Every year, Magic’s ten color pairs rotate through a variety of strategies in Limited. Some are mainstay archetypes, such as WB caring about lifegain or WU about Flying creatures. Some familiar strategies are loose, such as RW aggro, GU goodstuff, or UB control. Some are mini-mechanics that you don’t usually build a deck around, but which add some spice to focused decks, such as BR sacrifice in Theros Beyond Death or GW Counters in Core 2021. Some are novel or rarely used, such as RWU Cycling in Ikoria, BG Food in Throne of Eldraine, or GU draw-two-matters in Core 2021.
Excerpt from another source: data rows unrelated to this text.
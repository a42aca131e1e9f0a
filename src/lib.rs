//! # fielddb
//!
//! An in-memory database kernel organised as named fields instead of tables.
//!
//! ## Core Components
//!
//! * `acl` - Per-user access control lists and their resolution rules
//! * `field` - Key, item and foreign key fields plus the capability matrix
//! * `database` - Field registry, cascading deletion, users, snapshots and the catalog
//! * `config` - TOML configuration (pointer delete policy, snapshot format, logging)
//! * `logging` - `env_logger` installation driven by [`LogConfig`]
//! * `error` - Error types and handling
//!
//! ## Architecture
//!
//! A key field is a unique, ordered index that hands out rows. Item fields and
//! foreign key fields are columns owned by a key field and share its row space;
//! a foreign key additionally references rows of another key field. Deleting a
//! key field deletes everything that depends on it.
//!
//! Every operation goes through a [`Database`] session, which checks the
//! logged-in user's [`AccessControlList`] before it touches a field.

pub mod acl;
pub mod config;
pub mod database;
pub mod error;
pub mod field;
pub mod logging;

// Re-export main types for convenience
pub use acl::{AccessControlList, DatabaseAction, FieldAction, PermissionTarget, PermissionType};
pub use config::{DatabaseConfig, PointerDeletePolicy};
pub use database::catalog::DatabaseHandle;
pub use database::{Database, DatabaseCatalog, DatabaseSnapshot, User};
pub use error::{ErrorKind, FieldDbError, FieldDbResult};
pub use field::{FieldId, FieldInfo, FieldOperation, FieldType, FieldValue, Row, ValueKind};
pub use logging::{LogConfig, LoggingError, LoggingSystem};
//! # Logging System
//!
//! The crate logs through the `log` facade. Embedders that do not bring their
//! own logger can install `env_logger` configured from a [`LogConfig`].

pub mod config;

pub use config::{ConfigError, LogConfig};

use once_cell::sync::OnceCell;

/// Configuration the logger was installed with
static LOGGING_CONFIG: OnceCell<LogConfig> = OnceCell::new();

pub struct LoggingSystem;

impl LoggingSystem {
    /// Initialize the logging system with default configuration
    pub fn init_default() -> Result<(), LoggingError> {
        Self::init_with_config(LogConfig::default())
    }

    /// Initialize the logging system with a custom configuration
    pub fn init_with_config(config: LogConfig) -> Result<(), LoggingError> {
        let level = config.level_filter()?;
        let features = config.feature_filters()?;

        let mut builder = env_logger::Builder::new();
        builder.filter_level(level);
        for (module, filter) in &features {
            builder.filter_module(module, *filter);
        }

        if LOGGING_CONFIG.get().is_some() {
            return Err(LoggingError::AlreadyInitialized);
        }
        builder
            .try_init()
            .map_err(|e| LoggingError::Install(e.to_string()))?;
        LOGGING_CONFIG
            .set(config)
            .map_err(|_| LoggingError::AlreadyInitialized)
    }

    /// Get the configuration the logger was installed with
    pub fn config() -> Option<&'static LogConfig> {
        LOGGING_CONFIG.get()
    }
}

/// Logging system errors
#[derive(Debug, thiserror::Error)]
pub enum LoggingError {
    #[error("Logging system already initialized")]
    AlreadyInitialized,
    #[error("Failed to install logger: {0}")]
    Install(String),
    #[error("Config error: {0}")]
    ConfigError(#[from] ConfigError),
}
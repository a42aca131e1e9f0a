//! Unified error handling module
//!
//! Every fallible operation in the crate returns [`FieldDbResult`]. Variants carry
//! enough context (field, row, action, user) to render a precise message, and
//! [`FieldDbError::kind`] folds them into a small taxonomy callers can match on.

use crate::acl::{DatabaseAction, FieldAction};
use crate::field::{FieldOperation, FieldType, Row, ValueKind};
use std::io;
use thiserror::Error;

/// Coarse classification of a [`FieldDbError`].
#[derive(Debug, Clone, Copy, PartialEq, Eq)]
pub enum ErrorKind {
    PermissionDenied,
    UnsupportedOperation,
    NotFound,
    Conflict,
    ResourceExhausted,
    InvalidArgument,
    EndOfSequence,
    /// Snapshot I/O and decoding; the only failures that come from outside the core.
    Persistence,
}

#[derive(Debug, Error)]
pub enum FieldDbError {
    // Permission errors
    #[error("User '{user}' is not allowed to {action} on this database")]
    DatabaseActionDenied { user: String, action: DatabaseAction },

    #[error("User '{user}' is not allowed to {action} on field '{field}'")]
    FieldActionDenied {
        user: String,
        field: String,
        action: FieldAction,
    },

    #[error("User '{user}' cannot edit permissions: {reason}")]
    AclEditDenied { user: String, reason: String },

    #[error("Invalid username or password")]
    InvalidLogin,

    #[error("User '{0}' cannot delete itself")]
    UserCannotDeleteItself(String),

    #[error("Delete request for field '{0}' carried the wrong token")]
    InvalidDeleteToken(String),

    // Capability errors
    #[error("{operation} is not supported on {field_type} field '{field}'")]
    UnsupportedFieldOperation {
        field: String,
        field_type: FieldType,
        operation: FieldOperation,
    },

    // Lookup errors
    #[error("Field not found: {0}")]
    FieldNotFound(String),

    #[error("Data not found in field '{field}'")]
    DataNotFound { field: String },

    #[error("Bad row given for field '{field}' (Row: {row}, Field Depth: {depth})")]
    BadRow { field: String, row: Row, depth: usize },

    #[error("User not found: {0}")]
    UserNotFound(String),

    #[error("Database not found: {0}")]
    DatabaseNotFound(String),

    // Conflicts
    #[error("Trying to insert duplicate data into field '{field}'")]
    DuplicateValue { field: String },

    #[error("A field named '{0}' already exists")]
    DuplicateFieldName(String),

    #[error("A user named '{0}' already exists")]
    DuplicateUser(String),

    #[error("A database named '{0}' already exists")]
    DuplicateDatabase(String),

    // Capacity
    #[error("Out of space to insert into field '{field}' (depth {depth})")]
    OutOfSpace { field: String, depth: usize },

    #[error("No field ids left to allocate")]
    FieldIdsExhausted,

    // Invalid arguments
    #[error("Bad resize given for field '{field}' (To Add: {amount})")]
    InvalidResize { field: String, amount: i64 },

    #[error("Field '{field}' cannot reference row {target_row}: it is not in use in the target")]
    InvalidReference { field: String, target_row: Row },

    #[error("Field '{field}' holds {expected} values, got {found}")]
    TypeMismatch {
        field: String,
        expected: ValueKind,
        found: ValueKind,
    },

    #[error("Field '{field}' cannot be a {field_type} field holding {kind} values")]
    InvalidValueKind {
        field: String,
        field_type: FieldType,
        kind: ValueKind,
    },

    #[error("Invalid field name: '{0}'")]
    InvalidFieldName(String),

    #[error("Field '{field}' is a {found} field, expected {expected}")]
    WrongFieldType {
        field: String,
        expected: FieldType,
        found: FieldType,
    },

    // Traversal
    #[error("End of list in field '{field}'")]
    EndOfList { field: String },

    // Persistence
    #[error("IO error: {0}")]
    Io(#[from] io::Error),

    #[error("Serialization error: {0}")]
    Serialization(#[from] serde_json::Error),

    #[error("Corrupt snapshot: {0}")]
    CorruptSnapshot(String),

    #[error("Database lock poisoned: {0}")]
    Poisoned(String),
}

impl FieldDbError {
    pub fn kind(&self) -> ErrorKind {
        match self {
            Self::DatabaseActionDenied { .. }
            | Self::FieldActionDenied { .. }
            | Self::AclEditDenied { .. }
            | Self::InvalidLogin
            | Self::UserCannotDeleteItself(_)
            | Self::InvalidDeleteToken(_) => ErrorKind::PermissionDenied,
            Self::UnsupportedFieldOperation { .. } => ErrorKind::UnsupportedOperation,
            Self::FieldNotFound(_)
            | Self::DataNotFound { .. }
            | Self::BadRow { .. }
            | Self::UserNotFound(_)
            | Self::DatabaseNotFound(_) => ErrorKind::NotFound,
            Self::DuplicateValue { .. }
            | Self::DuplicateFieldName(_)
            | Self::DuplicateUser(_)
            | Self::DuplicateDatabase(_) => ErrorKind::Conflict,
            Self::OutOfSpace { .. } | Self::FieldIdsExhausted => ErrorKind::ResourceExhausted,
            Self::InvalidResize { .. }
            | Self::InvalidReference { .. }
            | Self::TypeMismatch { .. }
            | Self::InvalidValueKind { .. }
            | Self::InvalidFieldName(_)
            | Self::WrongFieldType { .. } => ErrorKind::InvalidArgument,
            Self::EndOfList { .. } => ErrorKind::EndOfSequence,
            Self::Io(_) | Self::Serialization(_) | Self::CorruptSnapshot(_) | Self::Poisoned(_) => {
                ErrorKind::Persistence
            }
        }
    }
}

pub type FieldDbResult<T> = Result<T, FieldDbError>;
Every color pair cycles between focused archetypes and looser strategies and between familiar and novel mechanics. But one color pair stands apart from the rest.

Smash, Smash, and Smash Some More

Is shouldn’t be surprising to fans of Magic lore or worldbuilding that RG is the least tricky color pair. It’s the color of giant animals and the lawless, dispossessed Gruul Clans. It lives to foil blue mages’ insufferable need to demonstrate how smart and in control they are. But being defined by unsubtlety in principle makes the color pair the least subtle in practice—Gruul almost certainly has the lowest diversity in archetypes of all color pairs.

Gruul’s success in Limited tends more to depend on raw stats-to-costs ratios rather than combining disparate pieces into more than the sum of their parts. For every Creeping Trailblazer, Immerwolf, and Ruination Rioter there is whose power relies on an archetype, you’ll find far more creatures whose strength relies on power and toughness.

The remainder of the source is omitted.